Entries shown –

# # # # #

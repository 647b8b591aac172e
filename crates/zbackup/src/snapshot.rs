//! Marker creation and local retention.
//!
//! Every marker is paired with a durable reference of the same label right
//! after creation. Rotation destroys old markers only; references are kept
//! forever, so an incremental base survives local retention.

use std::fmt::Write;
use std::sync::Arc;

use chrono::NaiveDateTime;
use tracing::{debug, error, info, warn};

use crate::backend::{Mutation, StorageBackend};
use crate::error::{BackupError, BackupResult};
use crate::marker::{Guid, Marker};
use crate::mode::RunOptions;

/// Format a marker label from a local timestamp (`chrono` strftime syntax).
pub fn format_label(format: &str, now: &NaiveDateTime) -> BackupResult<String> {
    let mut label = String::new();
    write!(label, "{}", now.format(format)).map_err(|_| BackupError::Config {
        msg: format!("invalid label format: {}", format),
    })?;
    if label.is_empty() || label.contains(['@', '#', '/']) || label.contains(char::is_whitespace) {
        return Err(BackupError::Config {
            msg: format!("label format {:?} produces unusable label {:?}", format, label),
        });
    }
    Ok(label)
}

/// Outcome of a rotation pass.
#[derive(Debug, Clone, Default, PartialEq, Eq)]
pub struct RotationReport {
    /// Labels destroyed, oldest first.
    pub destroyed: Vec<String>,
    /// Labels that could not be destroyed.
    pub failed: Vec<String>,
    /// Markers remaining after rotation.
    pub kept: usize,
}

/// Creates markers with their durable references and enforces retention.
pub struct SnapshotManager {
    backend: Arc<dyn StorageBackend>,
    options: RunOptions,
}

impl SnapshotManager {
    /// Manager operating on `backend`.
    pub fn new(backend: Arc<dyn StorageBackend>, options: RunOptions) -> Self {
        Self { backend, options }
    }

    /// Create `dataset@label` and `dataset#label`.
    ///
    /// A label collision fails with [`BackupError::AlreadyExists`]. If the
    /// reference cannot be created, or does not carry the marker's guid,
    /// the pair is inconsistent and the error is fatal. In a dry run the
    /// commands are printed and a marker with guid 0 is returned.
    pub async fn create_marker(&self, dataset: &str, label: &str) -> BackupResult<Marker> {
        let existing = self.backend.list_markers(dataset).await?;
        if existing.iter().any(|m| m.label == label) {
            return Err(BackupError::AlreadyExists {
                dataset: dataset.to_string(),
                label: label.to_string(),
            });
        }

        if self.options.is_dry_run() {
            self.options
                .trace(&self.backend.preview(&Mutation::CreateMarker { dataset, label }));
            self.options
                .trace(&self.backend.preview(&Mutation::CreateReference { dataset, label }));
            let creation = existing.iter().map(|m| m.creation).max().unwrap_or(0) + 1;
            return Ok(Marker {
                dataset: dataset.to_string(),
                label: label.to_string(),
                guid: Guid(0),
                creation,
            });
        }

        let marker = self.backend.create_marker(dataset, label).await?;
        info!(guid = %marker.guid, "created marker {}", marker.name());

        match self.backend.create_reference(&marker).await {
            Ok(reference) if reference.guid == marker.guid => {
                info!("created reference {}", reference.name());
                Ok(marker)
            }
            Ok(reference) => {
                error!(
                    marker_guid = %marker.guid,
                    reference_guid = %reference.guid,
                    "reference guid does not match marker"
                );
                Err(BackupError::InconsistentReference {
                    dataset: dataset.to_string(),
                    label: label.to_string(),
                    msg: format!(
                        "reference guid {} != marker guid {}",
                        reference.guid, marker.guid
                    ),
                })
            }
            Err(e) => {
                error!("reference creation failed after marker {}: {}", marker.name(), e);
                Err(BackupError::InconsistentReference {
                    dataset: dataset.to_string(),
                    label: label.to_string(),
                    msg: e.to_string(),
                })
            }
        }
    }

    /// Destroy the oldest markers so at most `keep` remain.
    ///
    /// `keep` is clamped to 1: the newest marker is never destroyed.
    /// References are untouched. A failed destroy is logged and reported;
    /// rerunning converges.
    pub async fn rotate(&self, dataset: &str, keep: usize) -> BackupResult<RotationReport> {
        let keep = keep.max(1);
        let mut markers = self.backend.list_markers(dataset).await?;
        markers.sort_by_key(|m| m.creation);

        let mut report = RotationReport {
            kept: markers.len(),
            ..Default::default()
        };
        if markers.len() <= keep {
            debug!(count = markers.len(), keep, "nothing to rotate on {}", dataset);
            return Ok(report);
        }

        let excess = markers.len() - keep;
        for marker in &markers[..excess] {
            let op = Mutation::DestroyMarker {
                dataset,
                label: &marker.label,
                recursive: false,
            };
            if self.options.is_dry_run() {
                self.options.trace(&self.backend.preview(&op));
                report.destroyed.push(marker.label.clone());
                continue;
            }
            match self.backend.destroy_marker(dataset, &marker.label, false).await {
                Ok(()) => {
                    info!("rotated out {}", marker.name());
                    report.destroyed.push(marker.label.clone());
                }
                Err(e) => {
                    warn!("failed to destroy {}: {}", marker.name(), e);
                    report.failed.push(marker.label.clone());
                }
            }
        }
        report.kept = markers.len() - report.destroyed.len();
        Ok(report)
    }
}

#[cfg(test)]
mod tests {
    use super::*;
    use crate::memory::{Fault, MemoryBackend};
    use crate::mode::ExecMode;
    use chrono::NaiveDate;

    fn manager(mem: &MemoryBackend) -> SnapshotManager {
        SnapshotManager::new(Arc::new(mem.clone()), RunOptions::execute())
    }

    #[test]
    fn test_format_label() {
        let now = NaiveDate::from_ymd_opt(2026, 10, 1)
            .unwrap()
            .and_hms_milli_opt(3, 4, 5, 67)
            .unwrap();
        assert_eq!(
            format_label("%Y-%m-%d_%H.%M.%S%.3f", &now).unwrap(),
            "2026-10-01_03.04.05.067"
        );
        assert_eq!(format_label("%Y-%m", &now).unwrap(), "2026-10");
        assert!(format_label("%Q", &now).is_err());
        assert!(format_label("%Y/%m", &now).is_err());
        assert!(format_label("%Y %m", &now).is_err());
    }

    #[tokio::test]
    async fn test_create_marker_pairs_reference() {
        let mem = MemoryBackend::new("local");
        mem.add_dataset("tank/data");
        let marker = manager(&mem).create_marker("tank/data", "a").await.unwrap();
        let refs = mem.list_references("tank/data").await.unwrap();
        assert_eq!(refs.len(), 1);
        assert_eq!(refs[0].guid, marker.guid);
        assert_eq!(refs[0].label, "a");
    }

    #[tokio::test]
    async fn test_create_marker_collision() {
        let mem = MemoryBackend::new("local");
        mem.add_dataset("tank/data");
        let mgr = manager(&mem);
        mgr.create_marker("tank/data", "a").await.unwrap();
        let err = mgr.create_marker("tank/data", "a").await.unwrap_err();
        assert!(matches!(err, BackupError::AlreadyExists { .. }));
    }

    #[tokio::test]
    async fn test_reference_failure_is_inconsistent() {
        let mem = MemoryBackend::new("local");
        mem.add_dataset("tank/data");
        mem.inject(Fault::CreateReference);
        let err = manager(&mem).create_marker("tank/data", "a").await.unwrap_err();
        assert!(matches!(err, BackupError::InconsistentReference { .. }));
        assert_eq!(mem.marker_labels("tank/data"), vec!["a"]);
        assert!(mem.reference_labels("tank/data").is_empty());
    }

    #[tokio::test]
    async fn test_dry_run_creates_nothing() {
        let mem = MemoryBackend::new("local");
        mem.add_dataset("tank/data");
        let options = RunOptions {
            mode: ExecMode::DryRun,
            ..Default::default()
        };
        let mgr = SnapshotManager::new(Arc::new(mem.clone()), options);
        let marker = mgr.create_marker("tank/data", "a").await.unwrap();
        assert_eq!(marker.guid, Guid(0));
        assert!(mem.marker_labels("tank/data").is_empty());
    }

    #[tokio::test]
    async fn test_rotate_keeps_newest_and_references() {
        let mem = MemoryBackend::new("local");
        mem.add_dataset("tank/data");
        let mgr = manager(&mem);
        for label in ["a", "b", "c", "d", "e"] {
            mgr.create_marker("tank/data", label).await.unwrap();
        }
        let report = mgr.rotate("tank/data", 2).await.unwrap();
        assert_eq!(report.destroyed, vec!["a", "b", "c"]);
        assert_eq!(report.kept, 2);
        assert_eq!(mem.marker_labels("tank/data"), vec!["d", "e"]);
        assert_eq!(mem.reference_labels("tank/data").len(), 5);

        let again = mgr.rotate("tank/data", 2).await.unwrap();
        assert!(again.destroyed.is_empty());
        assert_eq!(mem.marker_labels("tank/data"), vec!["d", "e"]);
    }

    #[tokio::test]
    async fn test_rotate_zero_keeps_newest() {
        let mem = MemoryBackend::new("local");
        mem.add_dataset("tank/data");
        let mgr = manager(&mem);
        mgr.create_marker("tank/data", "a").await.unwrap();
        mgr.create_marker("tank/data", "b").await.unwrap();
        mgr.rotate("tank/data", 0).await.unwrap();
        assert_eq!(mem.marker_labels("tank/data"), vec!["b"]);
    }

    #[tokio::test]
    async fn test_rotate_failure_is_reported() {
        let mem = MemoryBackend::new("local");
        mem.add_dataset("tank/data");
        let mgr = manager(&mem);
        for label in ["a", "b", "c"] {
            mgr.create_marker("tank/data", label).await.unwrap();
        }
        mem.inject(Fault::Destroy("a".into()));
        let report = mgr.rotate("tank/data", 1).await.unwrap();
        assert_eq!(report.destroyed, vec!["b"]);
        assert_eq!(report.failed, vec!["a"]);
        assert_eq!(report.kept, 2);
    }
}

# # # # #

Task instructions – Copy every line in the data above that has the string "kept" in it.

Solution for this problem –
//! after creation. Rotation destroys old markers only; references are kept
    pub kept: usize,
            kept: markers.len(),
        report.kept = markers.len() - report.destroyed.len();
        assert_eq!(report.kept, 2);
        assert_eq!(report.kept, 2);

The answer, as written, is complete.